U.K. and EU Agree Brexit Deal in a Draft That Hands Wins to May
(Bloomberg) -- The U.K. and the European Union have agreed to the final bit of their Brexit deal, setting out a vision for close economic ties in a draft that hands Prime Minister Theresa May some key political wins.
EU Council President Donald Tusk said the draft, which was obtained by Bloomberg, had been agreed in principle, pending leaders’ sign off on Sunday. May briefed her Cabinet and announced the deal outside of her Downing Street residence.
“The British people want this to be settled. They want a good deal that sets us on course for a brighter future. That deal is within our grasp and I am determined to deliver it,” she said.
The pound surged as investors saw the final stage of negotiations falling into place. May’s challenge now is to convince a skeptical Parliament to back it in a vote that will probably take place next month. She’s already hitting on her best argument to win over politicians: Voters want it done and they care little for the dramatic party politics that has dogged the Brexit debate since the historic referendum in 2016.
The deal offers May some points to help her sell it at home. First, it gives industry what it wanted as it points the way to easy trade for goods, calling for "a free trade area, combining deep regulatory and customs cooperation." For Brexiteers -- her most vocal opponents -- it hints vaguely that the U.K. will be able to pursue its own trade policy and also stop free movement of people.
It also offers a way out of the most toxic part of the divorce deal -- the Irish backstop that opponents of all political colors oppose as it risks keeping the U.K. shackled to the EU’s orbit indefinitely. And for Brexiteers there’s also a line about how technology will come into its own in the future, solving problems that hardliners have long said hi-tech could fix.
Now it depends whether May’s opponents want to be convinced or not.

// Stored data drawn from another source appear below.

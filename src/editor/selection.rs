//! Range versus node selection: neighbor lookups around the caret, decorator
//! selection by keyboard, node-set deletion and the selected-node marks.

use std::collections::BTreeSet;

use ratatui::layout::Rect;
use tracing::debug;

use super::{Commands, CommandPayload, Editor, EditorCommand, register_handler};
use crate::engine::{
    CommandPriority, NodeData, NodeKey, Point, PointKind, RangeSelection, Selection, Tree,
};
use crate::error::Result;

/// Keys carrying the "selected" marker. Lives next to the tree so that
/// re-marking never touches the document or its history.
#[derive(Clone, Debug, Default)]
pub struct SelectionMarks {
    selected: BTreeSet<NodeKey>,
}

impl SelectionMarks {
    pub fn contains(&self, key: NodeKey) -> bool {
        self.selected.contains(&key)
    }

    pub fn is_empty(&self) -> bool {
        self.selected.is_empty()
    }

    pub fn keys(&self) -> impl Iterator<Item = NodeKey> + '_ {
        self.selected.iter().copied()
    }

    /// Replaces the marked set with the nodes of `selection` and reports the
    /// difference against the previous pass.
    pub fn sync(&mut self, selection: Option<&Selection>) -> MarkDiff {
        let current: BTreeSet<NodeKey> = match selection {
            Some(Selection::Node(nodes)) => nodes.keys().iter().copied().collect(),
            _ => BTreeSet::new(),
        };
        let diff = MarkDiff {
            added: current.difference(&self.selected).copied().collect(),
            removed: self.selected.difference(&current).copied().collect(),
        };
        self.selected = current;
        diff
    }
}

#[derive(Clone, Debug, Default, PartialEq, Eq)]
pub struct MarkDiff {
    pub added: Vec<NodeKey>,
    pub removed: Vec<NodeKey>,
}

impl MarkDiff {
    pub fn is_empty(&self) -> bool {
        self.added.is_empty() && self.removed.is_empty()
    }
}

/// Whatever draws the document and can tell where the caret ended up.
pub trait CaretSurface {
    /// Caret rectangle as measured by the surface.
    fn caret_rect(&self, caret: Point) -> Option<Rect>;
    /// Measures again with a zero-width marker placed at the caret.
    fn caret_rect_with_marker(&self, caret: Point) -> Option<Rect>;
    /// Height of a line at the caret, in surface units.
    fn line_height(&self, caret: Point) -> u16;
    /// Where the editable area starts.
    fn root_origin(&self) -> Rect;
}

/// Caret position relative to the editable area, already pushed below the
/// line the caret sits on.
#[derive(Clone, Copy, Debug, PartialEq, Eq)]
pub struct CursorPosition {
    pub x: i32,
    pub y: i32,
    pub font_size: u16,
}

fn is_reliable(rect: &Rect) -> bool {
    let empty = rect.width == 0 && rect.height == 0;
    let at_origin = rect.x == 0 && rect.y == 0;
    !empty && !at_origin
}

fn find_next_sibling_up(tree: &Tree, key: NodeKey) -> Option<NodeKey> {
    let root = tree.root();
    tree.ancestors(key)
        .take_while(|node| *node != root)
        .find_map(|node| tree.next_sibling(node))
}

fn find_previous_sibling_up(tree: &Tree, key: NodeKey) -> Option<NodeKey> {
    let root = tree.root();
    tree.ancestors(key)
        .take_while(|node| *node != root)
        .find_map(|node| tree.previous_sibling(node))
}

fn next_from_text_end(tree: &Tree, text: NodeKey) -> Option<NodeKey> {
    if let Some(next) = tree.next_sibling(text).filter(|next| tree.is_decorator(*next)) {
        return Some(next);
    }
    tree.parent(text).and_then(|parent| tree.next_sibling(parent))
}

fn previous_from_text_start(tree: &Tree, text: NodeKey) -> Option<NodeKey> {
    if let Some(previous) = tree.previous_sibling(text).filter(|previous| tree.is_decorator(*previous))
    {
        return Some(previous);
    }
    tree.parent(text).and_then(|parent| tree.previous_sibling(parent))
}

fn after_element(tree: &Tree, element: NodeKey, offset: usize) -> Option<NodeKey> {
    if offset < tree.child_count(element) {
        tree.child_at(element, offset)
    } else {
        find_next_sibling_up(tree, element)
    }
}

fn before_element(tree: &Tree, element: NodeKey, offset: usize) -> Option<NodeKey> {
    if offset > 0 {
        tree.child_at(element, offset - 1)
    } else {
        find_previous_sibling_up(tree, element)
    }
}

pub(super) fn node_after(tree: &Tree, caret: Point) -> Option<NodeKey> {
    match caret.kind {
        PointKind::Text if caret.offset == tree.text_len(caret.key) => {
            next_from_text_end(tree, caret.key)
        }
        PointKind::Text => None,
        PointKind::Element => after_element(tree, caret.key, caret.offset),
    }
}

pub(super) fn node_before(tree: &Tree, caret: Point) -> Option<NodeKey> {
    match caret.kind {
        PointKind::Text if caret.offset == 0 => previous_from_text_start(tree, caret.key),
        PointKind::Text => None,
        PointKind::Element => before_element(tree, caret.key, caret.offset),
    }
}

// The text rules here ignore the offset on purpose: Up/Down navigate by
// block from anywhere in the line.
pub(super) fn top_level_node_after(tree: &Tree, caret: Point) -> Option<NodeKey> {
    match caret.kind {
        PointKind::Text => next_from_text_end(tree, caret.key),
        PointKind::Element => after_element(tree, caret.key, caret.offset),
    }
}

pub(super) fn top_level_node_before(tree: &Tree, caret: Point) -> Option<NodeKey> {
    match caret.kind {
        PointKind::Text => previous_from_text_start(tree, caret.key),
        PointKind::Element => before_element(tree, caret.key, caret.offset),
    }
}

/// Direct neighbors of a collapsed caret, without walking up.
fn node_before_position(tree: &Tree, caret: Point) -> Option<NodeKey> {
    match caret.kind {
        PointKind::Text if caret.offset == 0 => tree.previous_sibling(caret.key),
        PointKind::Text => None,
        PointKind::Element if caret.offset > 0 => tree.child_at(caret.key, caret.offset - 1),
        PointKind::Element => None,
    }
}

fn node_after_position(tree: &Tree, caret: Point) -> Option<NodeKey> {
    match caret.kind {
        PointKind::Text if caret.offset == tree.text_len(caret.key) => tree.next_sibling(caret.key),
        PointKind::Text => None,
        PointKind::Element => tree.child_at(caret.key, caret.offset),
    }
}

fn is_block_decorator(tree: &Tree, key: NodeKey) -> bool {
    tree.data(key).is_some_and(NodeData::is_block_decorator)
}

The text isn’t legally binding, unlike the treaty that governs the divorce, which is where the most unpalatable bits of the agreement are nestled.
EU Commission Margaritis Schinas told reporters that the issue of Gibraltar -- a sticking point because of Spanish claims -- and fishing access still needed to be agreed and the ball is now in the court of EU member states. Spain says talks are still under way.
German Chancellor Angela Merkel also appeared to cast doubt on the idea that the deal was done, saying the Irish issue was still a stumbling block.
May is due back in Brussels on Saturday for a meeting with EU Commission President Jean-Claude Juncker before a key summit with other leaders on Sunday. That’s when the leaders are expected to sign off.
These are the key points in the deal:
- The Parties envisage comprehensive arrangements that will create a free trade area, combining deep regulatory and customs cooperation, underpinned by provisions ensuring a level playing field for open and fair competition.
- It should "build and improve on the single customs territory provided for in the Withdrawal Agreement which obviates the need for checks on rules of origin.
- Cross-border financial services will be based on equivalence. Work will start as soon as possible to avoid disruption
- Parties to explore possibility of cooperation between U.K. and regulatory agencies such as EMA, EASA -- this was a key demand from May which the EU had rejected
- On the Irish backstop: The Parties recall their determination to replace the backstop solution on Northern Ireland by a subsequent agreement that establishes alternative arrangements for ensuring the absence of a hard border on the island of Ireland on a permanent footing. (That’s an upgrade to the previous language.)
- In another boost for Brexiteers, the draft refers to "all available facilitative arrangements and technologies," to ease customs procedures.